Without screening, some newborns with CCHDs might be missed because the signs of CCHD might not be evident before an infant is discharged from the hospital after birth. Other heart defects might be considered secondary screening targets. Some of these heart defects can be just as severe as the primary screening targets and also require intervention soon after birth. However, newborn screening using pulse oximetry may not detect these heart defects as consistently as the seven disorders listed as primary targets. These secondary targets include aortic arch atresia or hypoplasia, interrupted aortic arch, coarctation of the aorta, double-outlet right ventricle, Ebstein anomaly, pulmonary stenosis, atrioventricular septal defect, ventricular septal defect, and single ventricle defects (other than hypoplastic left heart syndrome and tricuspid atresia).

 

Methods and Screening Algorithm2

Current recommendations focus on screening infants in the well-baby nursery and in intermediate care nurseries or other units in which discharge from the hospital is common during an infant’s first week of life. A pulse oximeter is used to measure the percentage of hemoglobin in the blood that is saturated with oxygen.

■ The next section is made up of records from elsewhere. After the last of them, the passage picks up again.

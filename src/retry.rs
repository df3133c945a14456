use std::future::Future;
use std::time::Duration;
use tokio::time::sleep;

use crate::config::FetchConfig;
use crate::error::WatcherError;
use crate::logging::{ErrorLogger, LogContext, PerformanceMonitor};

/// Configuration for retry behavior
#[derive(Debug, Clone, PartialEq, Eq)]
pub struct RetryConfig {
    /// Maximum number of attempts
    pub max_attempts: u32,
    /// Backoff unit; the sleep after attempt N is `base_delay * N`
    pub base_delay: Duration,
}

impl Default for RetryConfig {
    fn default() -> Self {
        Self {
            max_attempts: 5,
            base_delay: Duration::from_secs(1),
        }
    }
}

impl From<&FetchConfig> for RetryConfig {
    fn from(config: &FetchConfig) -> Self {
        Self {
            max_attempts: config.max_attempts,
            base_delay: config.base_delay(),
        }
    }
}

impl RetryConfig {
    /// Linear backoff for the given 1-based attempt number
    pub fn delay_for_attempt(&self, attempt: u32) -> Duration {
        self.base_delay.saturating_mul(attempt)
    }

    /// Sum of every sleep taken when all attempts fail
    pub fn total_backoff(&self) -> Duration {
        (1..=self.max_attempts)
            .map(|attempt| self.delay_for_attempt(attempt))
            .sum()
    }
}

/// Why a retried operation gave up
#[derive(Debug)]
pub enum RetryError {
    /// Every attempt failed with a retryable error
    Exhausted { attempts: u32, last: WatcherError },
    /// A non-retryable error ended the loop early
    Aborted(WatcherError),
}

/// Retry loop with linear backoff
pub struct RetryManager {
    config: RetryConfig,
    operation_name: String,
}

impl RetryManager {
    pub fn new(operation_name: &str, config: RetryConfig) -> Self {
        Self {
            config,
            operation_name: operation_name.to_string(),
        }
    }

    pub fn config(&self) -> &RetryConfig {
        &self.config
    }

    /// Execute an operation, retrying while `is_retryable` accepts the error.
    ///
    /// Every retryable failure is followed by a sleep, the last one included, so a
    /// fully exhausted run costs `base_delay * (1 + 2 + .. + max_attempts)`.
    pub async fn execute<T, F, Fut, P>(&self, mut operation: F, is_retryable: P) -> Result<T, RetryError>
    where
        F: FnMut() -> Fut,
        Fut: Future<Output = Result<T, WatcherError>>,
        P: Fn(&WatcherError) -> bool,
    {
        let mut last_error = None;

        for attempt in 1..=self.config.max_attempts {
            let monitor = PerformanceMonitor::new(&format!("{}_attempt_{}", self.operation_name, attempt));
            let result = operation().await;
            monitor.finish_with_result(&result);

            match result {
                Ok(value) => {
                    if attempt > 1 {
                        ErrorLogger::log_recovery_success(&self.operation_name, attempt);
                    }
                    return Ok(value);
                }
                Err(error) => {
                    if !is_retryable(&error) {
                        LogContext::new("retry", &self.operation_name)
                            .with_retry_count(attempt)
                            .with_metadata("reason", serde_json::json!("non_retryable"))
                            .debug(&format!("Non-retryable error, aborting: {}", error));
                        return Err(RetryError::Aborted(error));
                    }

                    ErrorLogger::log_retry_attempt(&self.operation_name, &error, attempt, self.config.max_attempts);

                    let delay = self.config.delay_for_attempt(attempt);
                    LogContext::new("retry", &self.operation_name)
                        .with_retry_count(attempt)
                        .with_metadata("delay_ms", serde_json::json!(delay.as_millis() as u64))
                        .debug(&format!("Sleeping {}ms before next attempt", delay.as_millis()));

                    sleep(delay).await;
                    last_error = Some(error);
                }
            }
        }

        match last_error {
            Some(last) => Err(RetryError::Exhausted {
                attempts: self.config.max_attempts,
                last,
            }),
            // max_attempts == 0: nothing ran
            None => Err(RetryError::Exhausted {
                attempts: 0,
                last: WatcherError::System(crate::error::SystemError::Task(format!(
                    "{} configured with zero attempts",
                    self.operation_name
                ))),
            }),
        }
    }
}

The following algorithm has been developed to show the steps in screening:2

[Text description of chart]

Chart for screening

PLEASE NOTE: Percentages refer to oxygen saturation as measured by pulse oximeter.

 

A screen is considered positive if (1) any oxygen saturation measure is <90% (in the initial screen or in repeat screens); (2) oxygen saturation is <95% in the right hand and foot on three measures, each separated by one hour; or (3) a >3% absolute difference exists in oxygen saturation between the right hand and foot on three measures, each separated by one hour. Any screening that is ≥95% in the right hand or foot with a ≤3% absolute difference in oxygen saturation between the right hand or foot is considered a negative screen and screening would end.
 
Any infant with a positive screen should have a diagnostic echocardiogram, which would involve an echocardiogram within the hospital or birthing center, transport to another institution for the procedure, or use of telemedicine for remote evaluation. The infant’s pediatrician should be notified immediately and the infant might need to be seen by a cardiologist for follow-up.

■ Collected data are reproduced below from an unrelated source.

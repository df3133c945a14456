use serde_json::json;
use std::sync::Arc;

use super::ChainClient;
use crate::logging::LogContext;
use crate::models::{scale_be_bytes, Address, DecodedEvent, Transaction, WatchlistSnapshot};

/// `transfer(address,uint256)` selector
pub const TRANSFER_SELECTOR: [u8; 4] = [0xa9, 0x05, 0x9c, 0xbb];

/// Selector plus the recipient word
const RECIPIENT_END: usize = 36;

/// Decoded arguments of an ERC-20 `transfer` call
#[derive(Debug, Clone, PartialEq, Eq)]
pub struct TransferCall<'a> {
    pub recipient: Address,
    /// Big-endian amount, everything after the recipient word
    pub raw_amount: &'a [u8],
}

/// Decode `transfer(address,uint256)` calldata.
///
/// `None` for any other selector, for input too short to hold the recipient
/// word, and for an empty amount tail.
pub fn decode_transfer_call(input: &[u8]) -> Option<TransferCall<'_>> {
    if input.len() < RECIPIENT_END || input[..4] != TRANSFER_SELECTOR {
        return None;
    }

    let raw_amount = &input[RECIPIENT_END..];
    if raw_amount.is_empty() {
        return None;
    }

    // low 20 bytes of the first argument word
    let recipient = Address::from_slice(&input[16..RECIPIENT_END]);

    Some(TransferCall { recipient, raw_amount })
}

/// Turns transactions into events for watched recipients
pub struct TransactionClassifier {
    client: Arc<dyn ChainClient>,
}

impl TransactionClassifier {
    pub fn new(client: Arc<dyn ChainClient>) -> Self {
        Self { client }
    }

    /// Zero, one or two events for `tx`. The native check always runs first.
    pub async fn classify(&self, tx: &Transaction, block_number: u64, watchlist: &WatchlistSnapshot) -> Vec<DecodedEvent> {
        let mut events = Vec::new();

        if let Some(event) = self.check_native(tx, block_number, watchlist) {
            events.push(event);
        }
        if let Some(event) = self.check_token_transfer(tx, block_number, watchlist).await {
            events.push(event);
        }

        events
    }

    /// Any value sent to a watched `to`, zero included
    pub fn check_native(&self, tx: &Transaction, block_number: u64, watchlist: &WatchlistSnapshot) -> Option<DecodedEvent> {
        let to = tx.to?;
        if !watchlist.contains(&to) {
            return None;
        }

        let amount = self.client.native_amount(tx.value);
        self.log_match(tx, block_number, &to, None, &amount.to_string());
        Some(DecodedEvent::native(self.client.network(), to, amount))
    }

    /// ERC-20 `transfer` to a watched recipient
    pub async fn check_token_transfer(
        &self,
        tx: &Transaction,
        block_number: u64,
        watchlist: &WatchlistSnapshot,
    ) -> Option<DecodedEvent> {
        if tx.input.is_empty() {
            return None;
        }

        let call = decode_transfer_call(&tx.input)?;
        if !watchlist.contains(&call.recipient) {
            return None;
        }

        let contract = match tx.to {
            Some(contract) => contract,
            None => {
                self.match_context(tx, block_number, &call.recipient)
                    .debug("Transfer calldata in a contract creation, ignoring");
                return None;
            }
        };

        let decimals = self.client.token_decimals(&contract).await;
        match scale_be_bytes(call.raw_amount, decimals) {
            Some(amount) => {
                self.log_match(tx, block_number, &call.recipient, Some(&contract), &amount.to_string());
                Some(DecodedEvent::token(self.client.network(), call.recipient, contract, amount))
            }
            // only calldata tails far wider than uint256
            None => {
                self.match_context(tx, block_number, &call.recipient)
                    .with_metadata("contract_address", json!(contract.to_checksum(None)))
                    .error("Token transfer amount overflows f64, dropping");
                None
            }
        }
    }

    fn match_context(&self, tx: &Transaction, block_number: u64, recipient: &Address) -> LogContext {
        LogContext::new("classifier", "classify")
            .with_network(self.client.network())
            .with_block_number(block_number)
            .with_transaction_hash(&tx.hash)
            .with_address(&recipient.to_checksum(None))
    }

    fn log_match(&self, tx: &Transaction, block_number: u64, recipient: &Address, contract: Option<&Address>, amount: &str) {
        let kind = if contract.is_some() { "token" } else { "native" };
        self.match_context(tx, block_number, recipient)
            .with_amount(amount)
            .with_metadata("contract_address", json!(contract.map(|c| c.to_checksum(None))))
            .info(&format!("{} - Detected {} transfer to {}", self.client.network(), kind, recipient.to_checksum(None)));
    }
}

False positives are decreased if the infant is alert, and timing CCHD screening around the time of the newborn hearing screening improves efficiency. Pulse oximetry screening should not replace taking a complete family medical and pregnancy history and completing a physical examination, which sometimes can detect CCHD before the development of hypoxia. Pulse oximetry screening does not detect all CCHD, so it is possible for a baby with a negative screening result to still have CCHD or other congenital heart defects.

Research is needed on screening certain populations (e.g., those at high altitudes) and evaluating diagnostic strategies (e.g., telemedicine) for nurseries without onsite echocardiography.

 

Current Status of Recommendations

  • In September 2010, the U.S. Department of Health and Human Services (HHS) Secretary's Advisory Committee on Heritable Disorders in Newborns and Children (SACHDNC) voted to add CCHD screening to the SACHDNC Recommended Uniform Screening Panel.

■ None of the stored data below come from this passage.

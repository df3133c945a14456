use serde::{Deserialize, Serialize};
use std::env;
use std::fs;
use std::path::Path;
use std::time::Duration;

use crate::error::ConfigError;

/// Main application configuration
#[derive(Debug, Clone, Default, Serialize, Deserialize)]
pub struct AppConfig {
    #[serde(default)]
    pub networks: Vec<NetworkConfig>,
    #[serde(default)]
    pub rpc: RpcConfig,
    #[serde(default)]
    pub fetch: FetchConfig,
    #[serde(default)]
    pub monitor: MonitorConfig,
    #[serde(default)]
    pub service: ServiceConfig,
    #[serde(default)]
    pub registry: RegistryConfig,
    #[serde(default)]
    pub logging: LoggingConfig,
}

/// One monitored chain
#[derive(Debug, Clone, PartialEq, Serialize, Deserialize)]
pub struct NetworkConfig {
    /// Network name used in logs and emitted events
    pub id: String,
    /// JSON-RPC endpoint URL
    pub endpoint: String,
    /// Power of ten between the native smallest unit and its display unit
    #[serde(default = "default_native_decimals")]
    pub native_decimals: u32,
}

fn default_native_decimals() -> u32 {
    18
}

impl NetworkConfig {
    pub fn new(id: &str, endpoint: &str) -> Self {
        Self {
            id: id.to_string(),
            endpoint: endpoint.to_string(),
            native_decimals: default_native_decimals(),
        }
    }
}

/// RPC client configuration
#[derive(Debug, Clone, Serialize, Deserialize)]
pub struct RpcConfig {
    /// Request timeout in seconds
    pub timeout_seconds: u64,
}

/// Block fetch retry configuration
#[derive(Debug, Clone, Serialize, Deserialize)]
pub struct FetchConfig {
    /// Attempts before a missing block is given up on
    pub max_attempts: u32,
    /// Backoff unit; attempt N sleeps N times this
    pub base_delay_ms: u64,
}

/// Per-network monitor configuration
#[derive(Debug, Clone, Serialize, Deserialize)]
pub struct MonitorConfig {
    /// Sleep between height checks when no new block exists
    pub poll_interval_ms: u64,
    /// Upper bound on blocks processed at once per network
    pub max_concurrent_blocks: usize,
}

/// Watchlist registry / event sink service
#[derive(Debug, Clone, Serialize, Deserialize)]
pub struct ServiceConfig {
    pub base_url: String,
    pub watchlist_path: String,
    pub events_path: String,
    pub timeout_seconds: u64,
}

/// Registry server bind address
#[derive(Debug, Clone, Serialize, Deserialize)]
pub struct RegistryConfig {
    pub host: String,
    pub port: u16,
}

/// Logging configuration
#[derive(Debug, Clone, Serialize, Deserialize)]
pub struct LoggingConfig {
    /// Log level (error, warn, info, debug, trace)
    pub level: String,
    /// Log format (json, pretty)
    pub format: String,
}

impl Default for RpcConfig {
    fn default() -> Self {
        Self { timeout_seconds: 30 }
    }
}

impl Default for FetchConfig {
    fn default() -> Self {
        Self {
            max_attempts: 5,
            base_delay_ms: 1000,
        }
    }
}

impl Default for MonitorConfig {
    fn default() -> Self {
        Self {
            poll_interval_ms: 2000,
            max_concurrent_blocks: 16,
        }
    }
}

impl Default for ServiceConfig {
    fn default() -> Self {
        Self {
            base_url: "http://127.0.0.1:8666".to_string(),
            watchlist_path: "/wallets".to_string(),
            events_path: "/".to_string(),
            timeout_seconds: 10,
        }
    }
}

impl Default for RegistryConfig {
    fn default() -> Self {
        Self {
            host: "0.0.0.0".to_string(),
            port: 8666,
        }
    }
}

impl Default for LoggingConfig {
    fn default() -> Self {
        Self {
            level: "info".to_string(),
            format: "pretty".to_string(),
        }
    }
}

impl FetchConfig {
    pub fn base_delay(&self) -> Duration {
        Duration::from_millis(self.base_delay_ms)
    }
}

impl MonitorConfig {
    pub fn poll_interval(&self) -> Duration {
        Duration::from_millis(self.poll_interval_ms)
    }
}

impl ServiceConfig {
    pub fn watchlist_url(&self) -> String {
        join_url(&self.base_url, &self.watchlist_path)
    }

    pub fn events_url(&self) -> String {
        join_url(&self.base_url, &self.events_path)
    }
}

fn join_url(base: &str, path: &str) -> String {
    format!("{}/{}", base.trim_end_matches('/'), path.trim_start_matches('/'))
}

impl AppConfig {
    /// Load configuration from file and environment variables
    /// Environment variables take precedence over file values
    pub fn load() -> Result<Self, ConfigError> {
        let mut config = Self::load_from_file()?;
        config.apply_env_overrides()?;
        config.validate()?;
        Ok(config)
    }

    /// Load configuration from TOML file; a missing file yields defaults
    pub fn load_from_file() -> Result<Self, ConfigError> {
        let config_path = env::var("CONFIG_FILE").unwrap_or_else(|_| "config.toml".to_string());

        if !Path::new(&config_path).exists() {
            return Ok(Self::default());
        }

        let content = fs::read_to_string(&config_path)
            .map_err(|_| ConfigError::FileNotFound(config_path.clone()))?;
        toml::from_str(&content).map_err(|e| ConfigError::Parsing(e.to_string()))
    }

    /// Apply environment variable overrides
    pub fn apply_env_overrides(&mut self) -> Result<(), ConfigError> {
        if let Ok(nodes) = env::var("RPC_NODES") {
            self.networks = parse_rpc_nodes(&nodes)?;
        }
        if let Ok(timeout) = env::var("RPC_TIMEOUT_SECONDS") {
            self.rpc.timeout_seconds = parse_env("RPC_TIMEOUT_SECONDS", timeout)?;
        }

        if let Ok(attempts) = env::var("BLOCK_FETCH_MAX_ATTEMPTS") {
            self.fetch.max_attempts = parse_env("BLOCK_FETCH_MAX_ATTEMPTS", attempts)?;
        }
        if let Ok(delay) = env::var("BLOCK_FETCH_BASE_DELAY_MS") {
            self.fetch.base_delay_ms = parse_env("BLOCK_FETCH_BASE_DELAY_MS", delay)?;
        }

        if let Ok(interval) = env::var("BLOCK_POLL_INTERVAL_MS") {
            self.monitor.poll_interval_ms = parse_env("BLOCK_POLL_INTERVAL_MS", interval)?;
        }
        if let Ok(limit) = env::var("MAX_CONCURRENT_BLOCKS") {
            self.monitor.max_concurrent_blocks = parse_env("MAX_CONCURRENT_BLOCKS", limit)?;
        }

        if let Ok(url) = env::var("SERVICE_URL") {
            self.service.base_url = url;
        }

        if let Ok(host) = env::var("REGISTRY_HOST") {
            self.registry.host = host;
        }
        if let Ok(port) = env::var("REGISTRY_PORT") {
            self.registry.port = parse_env("REGISTRY_PORT", port)?;
        }

        if let Ok(level) = env::var("LOG_LEVEL") {
            self.logging.level = level;
        }
        if let Ok(format) = env::var("LOG_FORMAT") {
            self.logging.format = format;
        }

        Ok(())
    }

    /// Validate configuration values
    pub fn validate(&self) -> Result<(), ConfigError> {
        for network in &self.networks {
            if network.id.trim().is_empty() {
                return Err(ConfigError::InvalidValue {
                    key: "networks.id".to_string(),
                    value: network.id.clone(),
                });
            }
            if !is_http_url(&network.endpoint) {
                return Err(ConfigError::InvalidUrl(network.endpoint.clone()));
            }
            if network.native_decimals > 77 {
                return Err(ConfigError::InvalidValue {
                    key: format!("networks.{}.native_decimals", network.id),
                    value: network.native_decimals.to_string(),
                });
            }
        }

        let mut ids: Vec<&str> = self.networks.iter().map(|n| n.id.as_str()).collect();
        ids.sort_unstable();
        if let Some(pair) = ids.windows(2).find(|pair| pair[0] == pair[1]) {
            return Err(ConfigError::InvalidValue {
                key: "networks.id".to_string(),
                value: format!("duplicate network id {}", pair[0]),
            });
        }

        if self.rpc.timeout_seconds == 0 || self.rpc.timeout_seconds > 300 {
            return Err(ConfigError::InvalidValue {
                key: "rpc.timeout_seconds".to_string(),
                value: self.rpc.timeout_seconds.to_string(),
            });
        }

        if self.fetch.max_attempts == 0 || self.fetch.max_attempts > 20 {
            return Err(ConfigError::InvalidValue {
                key: "fetch.max_attempts".to_string(),
                value: self.fetch.max_attempts.to_string(),
            });
        }

        if self.monitor.poll_interval_ms == 0 || self.monitor.poll_interval_ms > 300_000 {
            return Err(ConfigError::InvalidValue {
                key: "monitor.poll_interval_ms".to_string(),
                value: self.monitor.poll_interval_ms.to_string(),
            });
        }

        if self.monitor.max_concurrent_blocks == 0 {
            return Err(ConfigError::InvalidValue {
                key: "monitor.max_concurrent_blocks".to_string(),
                value: self.monitor.max_concurrent_blocks.to_string(),
            });
        }

        if !is_http_url(&self.service.base_url) {
            return Err(ConfigError::InvalidUrl(self.service.base_url.clone()));
        }

        if self.registry.port == 0 {
            return Err(ConfigError::InvalidValue {
                key: "registry.port".to_string(),
                value: self.registry.port.to_string(),
            });
        }

        let valid_levels = ["error", "warn", "info", "debug", "trace"];
        if !valid_levels.contains(&self.logging.level.as_str()) {
            return Err(ConfigError::InvalidValue {
                key: "logging.level".to_string(),
                value: self.logging.level.clone(),
            });
        }

        let valid_formats = ["json", "pretty"];
        if !valid_formats.contains(&self.logging.format.as_str()) {
            return Err(ConfigError::InvalidValue {
                key: "logging.format".to_string(),
                value: self.logging.format.clone(),
            });
        }

        Ok(())
    }

    /// Generate a sample configuration file
    pub fn generate_sample_config() -> Result<String, ConfigError> {
        let mut config = Self::default();
        config.networks = vec![
            NetworkConfig::new("ethereum", "https://eth.llamarpc.com"),
            NetworkConfig::new("bsc", "https://bsc-dataseed.binance.org"),
        ];
        toml::to_string_pretty(&config).map_err(|e| ConfigError::Parsing(e.to_string()))
    }
}

fn parse_env<T: std::str::FromStr>(key: &str, value: String) -> Result<T, ConfigError> {
    value.parse().map_err(|_| ConfigError::InvalidValue {
        key: key.to_string(),
        value,
    })
}

fn is_http_url(url: &str) -> bool {
    url.starts_with("http://") || url.starts_with("https://")
}

/// Parse `name=url,name=url` into network configurations
pub fn parse_rpc_nodes(value: &str) -> Result<Vec<NetworkConfig>, ConfigError> {
    value
        .split(',')
        .map(str::trim)
        .filter(|entry| !entry.is_empty())
        .map(|entry| {
            let (id, endpoint) = entry.split_once('=').ok_or_else(|| ConfigError::InvalidValue {
                key: "RPC_NODES".to_string(),
                value: entry.to_string(),
            })?;
            Ok(NetworkConfig::new(id.trim(), endpoint.trim()))
        })
        .collect()
}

  • In September 2011, HHS Secretary Sebelius approved adding CCHD to the Recommended Uniform Screening Panel and outlined specific tasks assigned to NIH, CDC, and HRSA.

  • There are differences in the screening process and the number and types of conditions included in screening in each state. The status of CCHD screening in each state can be seen here.

 

Economic Considerations and Costs2

Costs of pulse oximetry screening include screening equipment,  supplies associated with screening (e.g., probes, adhesive wraps), and staff time needed to perform screening, track results, and communicate with parents.

  • Screening has been estimated to cost $5.00 to $10.00 per infant.

  • The time required for each screen is about 1 to 5 minutes.

Costs associated with diagnosis and follow-up of infants with out-of-range (positive) results are not included in these estimates. For example, an echocardiogram to verify an out-of-range (positive) screen could cost several hundred dollars.

 

 

 

For More Information

CDC Feature on Screening for Critical Congenital Heart Defects In the US, about 4,800 (or 11.6 per 10,000) babies born each year have one of seven critical congenital heart defects (CCHDs). Learn more about how CCHD screening potentially can identify these babies soon after birth.

Children’s National Medical Center’s Congenital Heart Disease Screening Program
Children's National Medical Center provides information on CCHD screening for healthcare providers and parents. Contact them to request a toolkit for implementing CCHD screening.

Congenital Heart Public Health Consortium

Secretary's Advisory Committee on Heritable Disorders in Newborns and Children

American Academy of Pediatrics: Endorsement of Health and Human Services Recommendation for Pulse Oximetry Screening for Critical Congenital Heart Disease [Read article]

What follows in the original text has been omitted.